IDILIA
Vengo de una
mítica ciudad ubicada en un exacto valle que determinan los picos de la corona
de montañas en torno sobre una de las cuales cumbres, esplende Alcor, la eterna
rediviva, la Sierva. Es fértil este valle, tanto como la imaginación de quien
hacia ella emprenda y conquiste sus caminos, velados a los sentidos de
orientación no idealistas y resguardados de los intrusos por las ventiscas en
los espacios entre cumbre y cumbre, que hacen imposible toda epopeya icárica y
hercúlea. Un río dentro y fuera fluye rumoroso, bañando sus riberas,
sustentando la fertilidad de las parcelas que alimentan a sus laboriosos
habitantes que, embebidos en las íntimas contemplaciones mutuas, hacen de la
colectividad agraria el sustento único de su desarrollo tecnológico sin que por
ello se hayan privado de los frutos que las búsquedas de placer en los factores exógenos les retribuye. Todo un jardín el valle.
Dentro de
las murallas de Idilia el tiempo es un eterno ciclo en que conviven y actúan
los elementos nutritivos de la escala de nueve peldaños de que es cero algebraico
el segundo, y que denominamos en orden ascendente: minuto, hora, día, semana, mes, año, década, siglo, milenio. El cero nuevo entre nós, es la era, huevo
que rompe la Humanidad cuando las puertas de Idilia se abren para que entre al
jardín su alma y beba nuestras aguas y vea lo que durante la próxima era ha de
recordar mientras boyero, vaya por los caminos cantando. Aquí el tiempo es un
concepto que se mide con la precisión de la mecánica suiza puesto que al “mensajero”

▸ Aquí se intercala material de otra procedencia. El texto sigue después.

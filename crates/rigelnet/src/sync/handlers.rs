use std::marker::PhantomData;

use super::id::{SyncFlags, SyncId};
use super::object::{ProxyHost, ProxyRuntime};
use super::registry::SynchronizedObjectRegistry;
use crate::codec::Packet;
use crate::net::{Client, RemoteInfo};
use crate::rpc::{HandlerRegistryBuilder, NodeRef, Rpc, RpcError};

pub const SYNC_CREATE: &str = "rigelnet::sync_create";
pub const SYNC_UPDATE: &str = "rigelnet::sync_update";
pub const SYNC_DESTROY: &str = "rigelnet::sync_destroy";
pub const SYNC_DEACTIVATE: &str = "rigelnet::sync_deactivate";

/// Finds the proxy registry inside a client.
trait HostLookup: 'static {
    fn lookup(client: &mut Client) -> Option<(&mut SynchronizedObjectRegistry, &mut dyn ProxyRuntime)>;
}

struct UserDataHost<C>(PhantomData<fn() -> C>);

impl<C: ProxyHost> HostLookup for UserDataHost<C> {
    fn lookup(client: &mut Client) -> Option<(&mut SynchronizedObjectRegistry, &mut dyn ProxyRuntime)> {
        client.user_data_mut::<C>().map(|host| host.sync_parts())
    }
}

/// Used on servers, where the sync messages are only ever sent.
struct NoHost;

impl HostLookup for NoHost {
    fn lookup(_client: &mut Client) -> Option<(&mut SynchronizedObjectRegistry, &mut dyn ProxyRuntime)> {
        None
    }
}

struct SyncCreate<H>(PhantomData<H>);
struct SyncUpdate<H>(PhantomData<H>);
struct SyncDestroy<H>(PhantomData<H>);
struct SyncDeactivate<H>(PhantomData<H>);

fn missing_host() -> RpcError {
    RpcError::Failed("client has no proxy host".to_owned())
}

struct Latencies {
    mean: std::time::Duration,
    pessimistic: std::time::Duration,
}

fn server_latencies(client: &Client) -> Latencies {
    let remote = client.server_connector().remote_info();
    Latencies {
        mean: remote.mean_latency,
        pessimistic: remote.pessimistic_latency,
    }
}

impl<H: HostLookup> Rpc for SyncCreate<H> {
    const NAME: &'static str = SYNC_CREATE;
    type Args = (SyncId, u32);

    fn handle(node: NodeRef<'_>, (id, kind): Self::Args) -> Result<(), RpcError> {
        let client = node.require_client()?;
        let (registry, runtime) = H::lookup(client).ok_or_else(missing_host)?;

        if registry.contains(id) {
            log::debug!("Proxy for {} already exists", id);
            return Ok(());
        }
        match runtime.create_proxy(kind, id) {
            Some(proxy) => registry
                .register_dummy_object(proxy, id)
                .map_err(|e| RpcError::Failed(e.to_string())),
            None => {
                log::warn!("No proxy for object {} of kind {}", id, kind);
                Ok(())
            }
        }
    }
}

impl<H: HostLookup> Rpc for SyncUpdate<H> {
    const NAME: &'static str = SYNC_UPDATE;
    type Args = (SyncId, SyncFlags, Packet);

    fn handle(node: NodeRef<'_>, (id, flags, mut state): Self::Args) -> Result<(), RpcError> {
        let client = node.require_client()?;
        let latencies = server_latencies(client);
        let (registry, _) = H::lookup(client).ok_or_else(missing_host)?;

        let delay = RemoteInfo::latency_in_steps(latencies.pessimistic, registry.step_duration());
        match registry.object_mut(id) {
            Some(proxy) => proxy.apply_state(&mut state, flags, delay).map_err(RpcError::from),
            None => {
                log::debug!("Update for unknown object {}", id);
                Ok(())
            }
        }
    }
}

impl<H: HostLookup> Rpc for SyncDestroy<H> {
    const NAME: &'static str = SYNC_DESTROY;
    type Args = SyncId;

    fn handle(node: NodeRef<'_>, id: Self::Args) -> Result<(), RpcError> {
        let client = node.require_client()?;
        let latencies = server_latencies(client);
        let (registry, runtime) = H::lookup(client).ok_or_else(missing_host)?;

        if !registry.contains(id) {
            log::debug!("Destroy for unknown object {}", id);
            return Ok(());
        }
        let mean_steps = RemoteInfo::latency_in_steps(latencies.mean, registry.step_duration());
        let delay = registry.default_delay().saturating_sub(mean_steps + 1);
        let proxy = registry
            .unregister_object(id)
            .map_err(|e| RpcError::Failed(e.to_string()))?;
        runtime.destroy_proxy(proxy, delay);
        Ok(())
    }
}

impl<H: HostLookup> Rpc for SyncDeactivate<H> {
    const NAME: &'static str = SYNC_DEACTIVATE;
    type Args = SyncId;

    fn handle(node: NodeRef<'_>, id: Self::Args) -> Result<(), RpcError> {
        let client = node.require_client()?;
        let latencies = server_latencies(client);
        let (registry, _) = H::lookup(client).ok_or_else(missing_host)?;

        let delay = RemoteInfo::latency_in_steps(latencies.pessimistic, registry.step_duration());
        match registry.object_mut(id) {
            Some(proxy) => proxy.deactivate_in(delay),
            None => log::debug!("Deactivate for unknown object {}", id),
        }
        Ok(())
    }
}

/// Registers the sync messages for a client whose user data is `C`.
pub fn register_sync_rpcs<C: ProxyHost>(
    builder: HandlerRegistryBuilder,
) -> Result<HandlerRegistryBuilder, RpcError> {
    builder
        .register::<SyncCreate<UserDataHost<C>>>()?
        .register::<SyncUpdate<UserDataHost<C>>>()?
        .register::<SyncDestroy<UserDataHost<C>>>()?
        .register::<SyncDeactivate<UserDataHost<C>>>()
}

/// Registers the same names for the sending side so handler ids line up.
pub fn register_master_sync_rpcs(
    builder: HandlerRegistryBuilder,
) -> Result<HandlerRegistryBuilder, RpcError> {
    builder
        .register::<SyncCreate<NoHost>>()?
        .register::<SyncUpdate<NoHost>>()?
        .register::<SyncDestroy<NoHost>>()?
        .register::<SyncDeactivate<NoHost>>()
}
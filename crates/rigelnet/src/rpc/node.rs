use super::RpcError;
use crate::net::{Client, Server};

/// The node a handler runs on.
pub enum NodeRef<'a> {
    Server(&'a mut Server),
    Client(&'a mut Client),
}

impl<'a> NodeRef<'a> {
    pub fn reborrow(&mut self) -> NodeRef<'_> {
        match self {
            NodeRef::Server(server) => NodeRef::Server(&mut **server),
            NodeRef::Client(client) => NodeRef::Client(&mut **client),
        }
    }

    pub fn is_server(&self) -> bool {
        matches!(self, NodeRef::Server(_))
    }

    pub fn is_client(&self) -> bool {
        matches!(self, NodeRef::Client(_))
    }

    pub fn call_if_server<T>(self, f: impl FnOnce(&mut Server) -> T) -> Option<T> {
        match self {
            NodeRef::Server(server) => Some(f(server)),
            NodeRef::Client(_) => None,
        }
    }

    pub fn call_if_client<T>(self, f: impl FnOnce(&mut Client) -> T) -> Option<T> {
        match self {
            NodeRef::Client(client) => Some(f(client)),
            NodeRef::Server(_) => None,
        }
    }

    pub fn require_server(self) -> Result<&'a mut Server, RpcError> {
        match self {
            NodeRef::Server(server) => Ok(server),
            NodeRef::Client(_) => Err(RpcError::IllegalMessage(
                "message is only valid on a server".to_owned(),
            )),
        }
    }

    pub fn require_client(self) -> Result<&'a mut Client, RpcError> {
        match self {
            NodeRef::Client(client) => Ok(client),
            NodeRef::Server(_) => Err(RpcError::IllegalMessage(
                "message is only valid on a client".to_owned(),
            )),
        }
    }
}
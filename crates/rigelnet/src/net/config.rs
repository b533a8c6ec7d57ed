use std::time::Duration;

use serde::{Deserialize, Serialize};

use super::error::NetError;
use super::protocol::{
    DEFAULT_MAX_PACKET_SIZE, DEFAULT_TIMEOUT, MAX_MAX_PACKET_SIZE, MIN_MAX_PACKET_SIZE,
};
use super::send_buffer::{RetransmitPredicate, default_retransmit_predicate};
use super::stats::PacketLossSimulation;

fn default_predicate() -> RetransmitPredicate {
    default_retransmit_predicate
}

#[derive(Debug, Clone, Serialize, Deserialize)]
pub struct NodeConfig {
    pub passphrase: String,
    pub max_packet_size: usize,
    /// Zero disables timeouts.
    pub timeout_limit: Duration,
    #[serde(skip, default = "default_predicate")]
    pub retransmit_predicate: RetransmitPredicate,
    pub packet_loss: Option<PacketLossSimulation>,
}

impl Default for NodeConfig {
    fn default() -> Self {
        Self {
            passphrase: String::new(),
            max_packet_size: DEFAULT_MAX_PACKET_SIZE,
            timeout_limit: DEFAULT_TIMEOUT,
            retransmit_predicate: default_retransmit_predicate,
            packet_loss: None,
        }
    }
}

impl NodeConfig {
    pub fn new(passphrase: impl Into<String>) -> Self {
        Self {
            passphrase: passphrase.into(),
            ..Default::default()
        }
    }

    pub fn validate(&self) -> Result<(), NetError> {
        if self.max_packet_size < MIN_MAX_PACKET_SIZE {
            return Err(NetError::InvalidConfig(format!(
                "max_packet_size {} is below the minimum of {}",
                self.max_packet_size, MIN_MAX_PACKET_SIZE
            )));
        }
        if self.max_packet_size > MAX_MAX_PACKET_SIZE {
            return Err(NetError::InvalidConfig(format!(
                "max_packet_size {} exceeds the largest UDP payload of {}",
                self.max_packet_size, MAX_MAX_PACKET_SIZE
            )));
        }
        if let Some(sim) = &self.packet_loss {
            if !(0.0..=100.0).contains(&sim.loss_percent) {
                return Err(NetError::InvalidConfig(format!(
                    "loss_percent {} is outside 0-100",
                    sim.loss_percent
                )));
            }
        }
        Ok(())
    }
}
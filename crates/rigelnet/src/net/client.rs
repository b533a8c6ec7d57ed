use std::any::Any;
use std::net::SocketAddr;
use std::sync::Arc;

use super::config::NodeConfig;
use super::connector::{Connector, ConnectorStatus};
use super::endpoint::NetworkEndpoint;
use super::error::NetError;
use super::server::{Server, UpdateMode};
use super::stats::Telemetry;
use crate::codec::Encode;
use crate::event::{Event, EventListener, EventQueue, ListenerId};
use crate::rpc::{self, HandlerRegistry, NodeRef, Rpc, RpcError};

pub struct Client {
    config: NodeConfig,
    endpoint: Option<NetworkEndpoint>,
    connector: Connector,
    registry: Arc<HandlerRegistry>,
    events: EventQueue,
    running: bool,
    user_data: Option<Box<dyn Any>>,
}

impl Client {
    pub fn new(config: NodeConfig, registry: Arc<HandlerRegistry>) -> Result<Self, NetError> {
        config.validate()?;

        let connector = Connector::new(&config, None);
        Ok(Self {
            config,
            endpoint: None,
            connector,
            registry,
            events: EventQueue::default(),
            running: false,
            user_data: None,
        })
    }

    /// Binds `local_port` (0 for any) and starts the handshake with `server`.
    pub fn connect(&mut self, local_port: u16, server: SocketAddr) -> Result<(), NetError> {
        self.ensure_idle()?;

        let mut endpoint = NetworkEndpoint::bind(("0.0.0.0", local_port))?;
        if let Some(sim) = &self.config.packet_loss {
            endpoint.set_loss_simulation(sim.clone());
        }
        self.connector.connect(server)?;
        log::info!("Client on {} connecting to {}", endpoint.local_addr(), server);
        self.endpoint = Some(endpoint);
        self.running = true;
        Ok(())
    }

    /// Connects to a server in the same process. Both sides are connected
    /// when this returns.
    pub fn connect_local(&mut self, server: &mut Server) -> Result<(), NetError> {
        self.ensure_idle()?;

        let (link, index) = server.accept_local_connection()?;
        self.connector.connect_local(link, index)?;
        self.endpoint = None;
        self.running = true;
        self.flush_events();
        Ok(())
    }

    /// Does nothing when already disconnected.
    pub fn disconnect(&mut self, notify: bool) {
        self.connector
            .disconnect(self.endpoint.as_mut(), notify, "Client disconnected");
        self.flush_events();
        self.running = false;
        self.endpoint = None;
    }

    pub fn is_running(&self) -> bool {
        self.running
    }

    pub fn update(&mut self, mode: UpdateMode) -> Telemetry {
        if !self.running {
            return Telemetry::default();
        }

        let telemetry = match mode {
            UpdateMode::Receive => self.receive(),
            UpdateMode::Send => self.connector.send(self.endpoint.as_mut()),
        };
        self.flush_events();

        if self.connector.status() == ConnectorStatus::Disconnected {
            self.running = false;
            self.endpoint = None;
        }
        telemetry
    }

    pub fn compose<R: Rpc>(&mut self, args: &R::Args) -> Result<(), RpcError> {
        self.compose_by_name(R::NAME, args)
    }

    pub fn compose_by_name<A: Encode + ?Sized>(&mut self, name: &'static str, args: &A) -> Result<(), RpcError> {
        let id = self.registry.id_of_name(name)?;
        if self.connector.status() != ConnectorStatus::Connected {
            return Err(NetError::NotConnectedToServer.into());
        }
        self.connector.append_data(rpc::encode_call(id, args).as_bytes());
        Ok(())
    }

    /// Index the server assigned to this client.
    pub fn client_index(&self) -> Option<usize> {
        self.connector.client_index()
    }

    pub fn server_connector(&self) -> &Connector {
        &self.connector
    }

    pub fn local_addr(&self) -> Option<SocketAddr> {
        self.endpoint.as_ref().map(NetworkEndpoint::local_addr)
    }

    pub fn local_port(&self) -> Option<u16> {
        self.local_addr().map(|addr| addr.port())
    }

    pub fn config(&self) -> &NodeConfig {
        &self.config
    }

    pub fn registry(&self) -> &Arc<HandlerRegistry> {
        &self.registry
    }

    pub fn add_event_listener(&mut self, listener: Box<dyn EventListener>) -> ListenerId {
        self.events.add_listener(listener)
    }

    pub fn remove_event_listener(&mut self, id: ListenerId) -> bool {
        self.events.remove_listener(id)
    }

    pub fn poll_event(&mut self) -> Option<Event> {
        self.events.poll()
    }

    pub fn set_user_data<T: Any>(&mut self, data: T) {
        self.user_data = Some(Box::new(data));
    }

    pub fn user_data<T: Any>(&self) -> Option<&T> {
        self.user_data.as_ref()?.downcast_ref()
    }

    pub fn user_data_mut<T: Any>(&mut self) -> Option<&mut T> {
        self.user_data.as_mut()?.downcast_mut()
    }

    pub fn take_user_data(&mut self) -> Option<Box<dyn Any>> {
        self.user_data.take()
    }

    fn ensure_idle(&self) -> Result<(), NetError> {
        if self.running && self.connector.status() != ConnectorStatus::Disconnected {
            return Err(NetError::AlreadyConnected);
        }
        Ok(())
    }

    fn receive(&mut self) -> Telemetry {
        let mut telemetry = Telemetry::default();
        let server_addr = self.connector.remote_addr();

        while let Some(endpoint) = self.endpoint.as_mut() {
            match endpoint.recv_from() {
                Ok(Some((packet, addr))) => {
                    telemetry += Telemetry::downloaded(packet.len());
                    if Some(addr) == server_addr {
                        self.connector.received_packet(packet);
                    } else {
                        log::debug!("Dropping datagram from unknown sender {}", addr);
                    }
                }
                Ok(None) => break,
                Err(e) => {
                    log::warn!("Client receive failed: {}", e);
                    break;
                }
            }
        }

        self.connector.pump_local_link();
        if self.connector.status() == ConnectorStatus::Connected {
            telemetry += self.connector.send_acks(self.endpoint.as_mut());
        }
        self.connector.finish_receive_pass();
        self.flush_events();

        self.handle_data_messages();
        self.connector.check_for_timeout();
        telemetry
    }

    fn handle_data_messages(&mut self) {
        let registry = Arc::clone(&self.registry);

        while let Some(mut payload) = self.connector.take_next_ready_payload() {
            if let Err(err) = rpc::dispatch(&registry, NodeRef::Client(self), &mut payload) {
                log::warn!("Dropping connection after a bad message: {}", err);
                self.connector.fail_with_error(&err.to_string());
                break;
            }
        }
    }

    fn flush_events(&mut self) {
        self.events.extend(self.connector.drain_events());
    }
}

impl Drop for Client {
    fn drop(&mut self) {
        self.disconnect(true);
    }
}
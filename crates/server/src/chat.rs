use std::collections::VecDeque;

use rigelnet::rpc::HandlerRegistryBuilder;
use rigelnet::{NodeRef, Receivers, Rpc, RpcError};

const MAX_CHAT_LINES: usize = 64;

/// Recent chat, kept as the server's user data.
#[derive(Debug, Default)]
pub struct ChatLog {
    lines: VecDeque<String>,
}

impl ChatLog {
    pub fn push(&mut self, line: String) {
        if self.lines.len() == MAX_CHAT_LINES {
            self.lines.pop_front();
        }
        self.lines.push_back(line);
    }

    pub fn recent(&self, count: usize) -> impl Iterator<Item = &str> {
        let skip = self.lines.len().saturating_sub(count);
        self.lines.iter().skip(skip).map(String::as_str)
    }
}

/// Client to server: a chat line from the sender.
pub struct Say;

impl Rpc for Say {
    const NAME: &'static str = "demo::say";
    type Args = String;

    fn handle(node: NodeRef<'_>, text: String) -> Result<(), RpcError> {
        let server = node.require_server()?;
        let sender = server
            .sender_index()
            .ok_or_else(|| RpcError::Failed("no sender".to_owned()))?;

        log::info!("[chat] client {}: {}", sender, text);
        if let Some(chat) = server.user_data_mut::<ChatLog>() {
            chat.push(format!("{}: {}", sender, text));
        }
        server.compose::<Heard>(Receivers::All, &(sender as u32, text))
    }
}

/// Server to clients: a relayed chat line.
pub struct Heard;

impl Rpc for Heard {
    const NAME: &'static str = "demo::heard";
    type Args = (u32, String);

    fn handle(node: NodeRef<'_>, _line: (u32, String)) -> Result<(), RpcError> {
        node.require_client()?;
        Ok(())
    }
}

pub fn register_chat_rpcs(builder: HandlerRegistryBuilder) -> Result<HandlerRegistryBuilder, RpcError> {
    builder.register::<Say>()?.register::<Heard>()
}
use std::collections::BTreeMap;

use super::node::NodeRef;
use super::RpcError;
use crate::codec::{Decode, Encode, Packet};

pub type HandlerId = u16;

/// A remotely callable procedure.
///
/// Both ends must register the same set of names; ids are derived from the
/// sorted name list.
pub trait Rpc: 'static {
    const NAME: &'static str;
    type Args: Encode + Decode;

    fn handle(node: NodeRef<'_>, args: Self::Args) -> Result<(), RpcError>;
}

pub type HandlerFn = fn(NodeRef<'_>, &mut Packet) -> Result<(), RpcError>;

fn decode_and_handle<R: Rpc>(node: NodeRef<'_>, payload: &mut Packet) -> Result<(), RpcError> {
    let args = payload.extract::<R::Args>()?;
    R::handle(node, args)
}

#[derive(Default)]
pub struct HandlerRegistryBuilder {
    handlers: BTreeMap<&'static str, HandlerFn>,
}

impl HandlerRegistryBuilder {
    pub fn register<R: Rpc>(mut self) -> Result<Self, RpcError> {
        if self.handlers.contains_key(R::NAME) {
            return Err(RpcError::Duplicate(R::NAME));
        }
        self.handlers.insert(R::NAME, decode_and_handle::<R>);
        Ok(self)
    }

    pub fn build(self) -> Result<HandlerRegistry, RpcError> {
        if self.handlers.len() > HandlerId::MAX as usize {
            return Err(RpcError::TooManyHandlers(self.handlers.len()));
        }

        let (names, handlers): (Vec<_>, Vec<_>) = self.handlers.into_iter().unzip();
        for (id, name) in names.iter().enumerate() {
            log::debug!("RPC handler {:>4} = {}", id, name);
        }
        Ok(HandlerRegistry { names, handlers })
    }
}

/// Table of RPC handlers, indexed by name order.
pub struct HandlerRegistry {
    names: Vec<&'static str>,
    handlers: Vec<HandlerFn>,
}

impl HandlerRegistry {
    pub fn builder() -> HandlerRegistryBuilder {
        HandlerRegistryBuilder::default()
    }

    pub fn empty() -> Self {
        Self {
            names: Vec::new(),
            handlers: Vec::new(),
        }
    }

    pub fn id_of_name(&self, name: &'static str) -> Result<HandlerId, RpcError> {
        self.names
            .binary_search(&name)
            .map(|index| index as HandlerId)
            .map_err(|_| RpcError::Unregistered(name))
    }

    pub fn id_of<R: Rpc>(&self) -> Result<HandlerId, RpcError> {
        self.id_of_name(R::NAME)
    }

    pub fn handler(&self, id: HandlerId) -> Option<HandlerFn> {
        self.handlers.get(id as usize).copied()
    }

    pub fn name_of(&self, id: HandlerId) -> Option<&'static str> {
        self.names.get(id as usize).copied()
    }

    pub fn len(&self) -> usize {
        self.handlers.len()
    }

    pub fn is_empty(&self) -> bool {
        self.handlers.is_empty()
    }
}

/// Writes one `[id][args]` record.
pub fn encode_call<A: Encode + ?Sized>(id: HandlerId, args: &A) -> Packet {
    let mut record = Packet::new();
    record.append(&id).append(args);
    record
}

/// Runs every `[id][args]` record in `payload` in order.
pub fn dispatch(
    registry: &HandlerRegistry,
    mut node: NodeRef<'_>,
    payload: &mut Packet,
) -> Result<(), RpcError> {
    while !payload.end_of_packet() {
        let id: HandlerId = payload.extract()?;
        let handler = registry.handler(id).ok_or(RpcError::UnknownHandler(id))?;
        handler(node.reborrow(), payload)?;
    }
    Ok(())
}
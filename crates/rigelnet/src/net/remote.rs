use std::net::SocketAddr;
use std::time::{Duration, Instant};

const INITIAL_LATENCY: Duration = Duration::from_millis(50);

/// What a connector knows about its peer.
#[derive(Debug, Clone)]
pub struct RemoteInfo {
    pub addr: Option<SocketAddr>,
    pub mean_latency: Duration,
    pub optimistic_latency: Duration,
    pub pessimistic_latency: Duration,
    last_activity: Instant,
}

impl Default for RemoteInfo {
    fn default() -> Self {
        Self {
            addr: None,
            mean_latency: INITIAL_LATENCY,
            optimistic_latency: INITIAL_LATENCY,
            pessimistic_latency: INITIAL_LATENCY,
            last_activity: Instant::now(),
        }
    }
}

impl RemoteInfo {
    pub fn new(addr: SocketAddr) -> Self {
        Self {
            addr: Some(addr),
            ..Default::default()
        }
    }

    pub fn touch(&mut self) {
        self.last_activity = Instant::now();
    }

    pub fn time_since_activity(&self) -> Duration {
        self.last_activity.elapsed()
    }

    /// Whole steps of `step` the given latency spans, rounded to nearest.
    pub fn latency_in_steps(latency: Duration, step: Duration) -> u32 {
        if step.is_zero() {
            return 0;
        }
        (latency.as_secs_f64() / step.as_secs_f64()).round() as u32
    }
}

/// Time-to-acknowledgement samples gathered during one receive pass.
#[derive(Debug, Default)]
pub struct LatencySamples {
    total: Duration,
    count: u32,
    min: Duration,
    max: Duration,
}

impl LatencySamples {
    pub fn record(&mut self, sample: Duration) {
        if self.count == 0 {
            self.min = sample;
            self.max = sample;
        } else {
            self.min = self.min.min(sample);
            self.max = self.max.max(sample);
        }
        self.total += sample;
        self.count += 1;
    }

    /// Folds the samples into `remote` and starts a fresh pass.
    pub fn apply_to(&mut self, remote: &mut RemoteInfo) {
        if self.count > 0 {
            remote.mean_latency = self.total / self.count;
            remote.optimistic_latency = self.min;
            remote.pessimistic_latency = self.max;
        }
        *self = Self::default();
    }
}

#[cfg(test)]
mod tests {
    use super::*;

    #[test]
    fn samples_update_latency() {
        let mut remote = RemoteInfo::default();
        let mut samples = LatencySamples::default();
        samples.record(Duration::from_millis(10));
        samples.record(Duration::from_millis(30));
        samples.record(Duration::from_millis(20));
        samples.apply_to(&mut remote);

        assert_eq!(remote.mean_latency, Duration::from_millis(20));
        assert_eq!(remote.optimistic_latency, Duration::from_millis(10));
        assert_eq!(remote.pessimistic_latency, Duration::from_millis(30));
    }

    #[test]
    fn empty_pass_keeps_latency() {
        let mut remote = RemoteInfo::default();
        remote.mean_latency = Duration::from_millis(7);
        LatencySamples::default().apply_to(&mut remote);
        assert_eq!(remote.mean_latency, Duration::from_millis(7));
    }

    #[test]
    fn latency_steps_round() {
        let step = Duration::from_millis(16);
        assert_eq!(RemoteInfo::latency_in_steps(Duration::from_millis(40), step), 3);
        assert_eq!(RemoteInfo::latency_in_steps(Duration::from_millis(7), step), 0);
        assert_eq!(RemoteInfo::latency_in_steps(Duration::from_secs(1), Duration::ZERO), 0);
    }
}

le urge cumplir su oficio más por amor a la misión que compromiso y no puede
permitirse la más leve pérdida de tiempo, el más leve extravío conceptual de
cuanto dice.
Buscar los
caminos que conducen a los jardines de Idilia por la orientabilidad
materialista resultará esfuerzo vano, vanidad infructuante, frustrante. Otras opciones
hallará el ser al sumergirse y nadar a contracorriente, venciendo la fuerza de
la corriente colosal de su propio río subterráneo en su retorno a la raíz
mítica en el mito de Arcadia o Edén, Aztlán o Uthopos, que por las vías aéreas
sólo volatilizándose, haciéndose sublime incienso el alma, que no el cuerpo,
logrará penetrar sin penetrar, el mundo que por inmaterial, le ha sido velado,
sin que por ello nuestro mundo deje de ser matheria.
La puerta se
abre siempre entre la vigilia y el sueño. No antes y enseguida se cierra.